▶ What the task requires: Report every line of the material that contains the string "them".

▶ Data for processing:

//! JSON shapes exchanged with the ontology service and their conversion
//! into domain types.
//!
//! Decoding is lenient: batch items are decoded one at a time and an item
//! that cannot be read is skipped instead of failing the whole batch.

use chrono::{DateTime, NaiveDateTime};
use ontolens_domain::{
    Entity, EntityRef, Evaluation, EvaluationStatus, PrimaryKey, PropertyMapping, Relation,
    RelationId, SyncStatus,
};
use serde::de::DeserializeOwned;
use serde::{Deserialize, Serialize};
use serde_json::Value;
use std::collections::{BTreeMap, HashMap};

/// Formats tried for timestamps that carry no offset (read as UTC)
const NAIVE_TIMESTAMP_FORMATS: [&str; 2] = ["%Y-%m-%dT%H:%M:%S%.f", "%Y-%m-%d %H:%M:%S%.f"];

/// Decode batch items one by one, returning the decoded values and the
/// number of items skipped
pub(crate) fn decode_items<W, T>(items: Vec<Value>) -> (Vec<T>, usize)
where
    W: DeserializeOwned,
    T: From<W>,
{
    let mut skipped = 0;
    let decoded = items
        .into_iter()
        .filter_map(|item| match serde_json::from_value::<W>(item) {
            Ok(wire) => Some(T::from(wire)),
            Err(e) => {
                skipped += 1;
                tracing::debug!(error = %e, "skipping undecodable item");
                None
            }
        })
        .collect();
    (decoded, skipped)
}

/// String form of a scalar; `None` for nulls, arrays and objects
fn scalar(value: Value) -> Option<String> {
    match value {
        Value::String(s) => Some(s),
        Value::Number(n) => Some(n.to_string()),
        Value::Bool(b) => Some(b.to_string()),
        _ => None,
    }
}

/// A primary key as reported: a scalar or an ordered list of scalar parts
///
/// Anything else becomes an empty key, which the registry counts as
/// malformed.
fn primary_key(value: Option<Value>) -> PrimaryKey {
    match value {
        Some(Value::Array(parts)) => PrimaryKey::Composite(
            parts
                .into_iter()
                .map(|part| scalar(part).unwrap_or_default())
                .collect(),
        ),
        Some(other) => PrimaryKey::Single(scalar(other).unwrap_or_default()),
        None => PrimaryKey::Single(String::new()),
    }
}

/// Unix seconds from an RFC 3339 string, an offset-less ISO 8601 string
/// (read as UTC) or a number of seconds
fn timestamp(value: Option<Value>) -> Option<u64> {
    let seconds = match value? {
        Value::Number(n) => return n.as_u64(),
        Value::String(s) => {
            let s = s.trim();
            match DateTime::parse_from_rfc3339(s) {
                Ok(time) => time.timestamp(),
                Err(_) => NAIVE_TIMESTAMP_FORMATS
                    .iter()
                    .find_map(|format| NaiveDateTime::parse_from_str(s, format).ok())?
                    .and_utc()
                    .timestamp(),
            }
        }
        _ => return None,
    };
    u64::try_from(seconds).ok()
}

#[derive(Debug, Clone, Deserialize)]
pub(crate) struct WireEntity {
    #[serde(default)]
    pub entity_type: Option<Value>,
    #[serde(default)]
    pub primary_key: Option<Value>,
    #[serde(default)]
    pub properties: Option<BTreeMap<String, Value>>,
    #[serde(default)]
    pub primary_key_properties: Option<Vec<Value>>,
}

impl From<WireEntity> for Entity {
    /// Missing type or key become empty strings; the registry skips them
    fn from(wire: WireEntity) -> Self {
        Entity {
            entity_type: wire.entity_type.and_then(scalar).unwrap_or_default(),
            primary_key: primary_key(wire.primary_key),
            properties: wire
                .properties
                .unwrap_or_default()
                .into_iter()
                .map(|(name, value)| (name, property_values(value)))
                .collect(),
            primary_key_properties: wire
                .primary_key_properties
                .unwrap_or_default()
                .into_iter()
                .filter_map(scalar)
                .collect(),
        }
    }
}

/// Normalise a property value to a list of strings
///
/// Strings are kept as is, scalars are stringified, arrays are flattened one
/// level and nulls become an empty list.
fn property_values(value: Value) -> Vec<String> {
    match value {
        Value::Null => Vec::new(),
        Value::String(s) => vec![s],
        Value::Array(items) => items
            .into_iter()
            .filter(|item| !item.is_null())
            .map(|item| match item {
                Value::String(s) => s,
                other => other.to_string(),
            })
            .collect(),
        other => vec![other.to_string()],
    }
}

#[derive(Debug, Clone, Default, Deserialize)]
pub(crate) struct WireEntityRef {
    #[serde(default)]
    pub entity_type: Option<Value>,
    #[serde(default)]
    pub primary_key: Option<Value>,
}

impl From<WireEntityRef> for EntityRef {
    fn from(wire: WireEntityRef) -> Self {
        EntityRef {
            entity_type: wire.entity_type.and_then(scalar).unwrap_or_default(),
            primary_key: primary_key(wire.primary_key),
        }
    }
}

#[derive(Debug, Clone, Default, Deserialize)]
pub(crate) struct WireSyncStatus {
    #[serde(default)]
    pub is_synced: Option<bool>,
    #[serde(default)]
    pub last_synced: Option<Value>,
}

#[derive(Debug, Clone, Default, Deserialize)]
pub(crate) struct WireEvaluation {
    #[serde(default)]
    pub evaluation_result: Option<Value>,
    #[serde(default)]
    pub justification: Option<Value>,
    #[serde(default)]
    pub is_manual: Option<bool>,
    #[serde(default)]
    pub last_evaluated: Option<Value>,
    #[serde(default)]
    pub sync_status: Option<WireSyncStatus>,
}

impl From<WireEvaluation> for Evaluation {
    fn from(wire: WireEvaluation) -> Self {
        let sync = wire.sync_status.unwrap_or_default();
        Evaluation {
            result: wire
                .evaluation_result
                .and_then(scalar)
                .map(|result| EvaluationStatus::parse(&result))
                .unwrap_or_default(),
            justification: wire
                .justification
                .and_then(scalar)
                .filter(|j| !j.trim().is_empty()),
            is_manual: wire.is_manual.unwrap_or(false),
            last_evaluated: timestamp(wire.last_evaluated),
            sync_status: SyncStatus {
                is_synced: sync.is_synced.unwrap_or(false),
                last_synced: timestamp(sync.last_synced),
            },
        }
    }
}

#[derive(Debug, Clone, Serialize, Deserialize)]
pub(crate) struct WirePropertyMapping {
    pub source_property: String,
    pub target_property: String,
    #[serde(default)]
    pub match_type: Option<String>,
}

impl From<WirePropertyMapping> for PropertyMapping {
    fn from(wire: WirePropertyMapping) -> Self {
        PropertyMapping::new(
            wire.source_property,
            wire.target_property,
            wire.match_type.unwrap_or_default(),
        )
    }
}

impl From<&PropertyMapping> for WirePropertyMapping {
    fn from(mapping: &PropertyMapping) -> Self {
        WirePropertyMapping {
            source_property: mapping.source_property.clone(),
            target_property: mapping.target_property.clone(),
            match_type: Some(mapping.match_type.clone()),
        }
    }
}

#[derive(Debug, Clone, Deserialize)]
pub(crate) struct WireRelation {
    pub relation_id: String,
    #[serde(default)]
    pub from_entity: Option<WireEntityRef>,
    #[serde(default)]
    pub to_entity: Option<WireEntityRef>,
    #[serde(default)]
    pub relation_name: Option<String>,
    #[serde(default)]
    pub property_mappings: Option<Vec<Value>>,
    #[serde(flatten)]
    pub evaluation: WireEvaluation,
}

impl From<WireRelation> for Relation {
    /// Missing endpoints become empty references; grouping drops them as
    /// unresolved
    fn from(wire: WireRelation) -> Self {
        let (property_mappings, skipped) = decode_items::<WirePropertyMapping, PropertyMapping>(
            wire.property_mappings.unwrap_or_default(),
        );
        if skipped > 0 {
            tracing::debug!(relation_id = %wire.relation_id, skipped, "skipping malformed property mappings");
        }
        Relation {
            relation_id: RelationId::new(wire.relation_id),
            from_entity: wire.from_entity.unwrap_or_default().into(),
            to_entity: wire.to_entity.unwrap_or_default().into(),
            relation_name: wire.relation_name.unwrap_or_default(),
            evaluation: wire.evaluation.into(),
            property_mappings,
        }
    }
}

#[derive(Debug, Deserialize)]
pub(crate) struct EntitiesResponse {
    #[serde(default)]
    pub entities: Vec<Value>,
}

#[derive(Debug, Deserialize)]
pub(crate) struct RelationsResponse {
    #[serde(default)]
    pub relations: Vec<Value>,
}

pub(crate) type HeuristicsResponse = HashMap<String, Value>;

pub(crate) type EvaluationsResponse = HashMap<String, Value>;

/// Decode an evaluations map, skipping entries that cannot be read
pub(crate) fn decode_evaluations(response: EvaluationsResponse) -> HashMap<RelationId, Evaluation> {
    response
        .into_iter()
        .filter_map(|(id, value)| match serde_json::from_value::<WireEvaluation>(value) {
            Ok(wire) => Some((RelationId::new(id), Evaluation::from(wire))),
            Err(e) => {
                tracing::debug!(relation_id = %id, error = %e, "skipping undecodable evaluation");
                None
            }
        })
        .collect()
}

#[derive(Debug, Serialize)]
pub(crate) struct AcceptRequest<'a> {
    #[serde(skip_serializing_if = "Option::is_none")]
    pub justification: Option<&'a str>,
    pub property_mappings: Vec<WirePropertyMapping>,
}

#[derive(Debug, Serialize)]
pub(crate) struct RejectRequest<'a> {
    #[serde(skip_serializing_if = "Option::is_none")]
    pub justification: Option<&'a str>,
}

#[derive(Debug, Serialize)]
pub(crate) struct RelationIdsRequest<'a> {
    pub relation_ids: Vec<&'a str>,
}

▶ Problem solution:
    /// Missing type or key become empty strings; the registry skips them
    /// Missing endpoints become empty references; grouping drops them as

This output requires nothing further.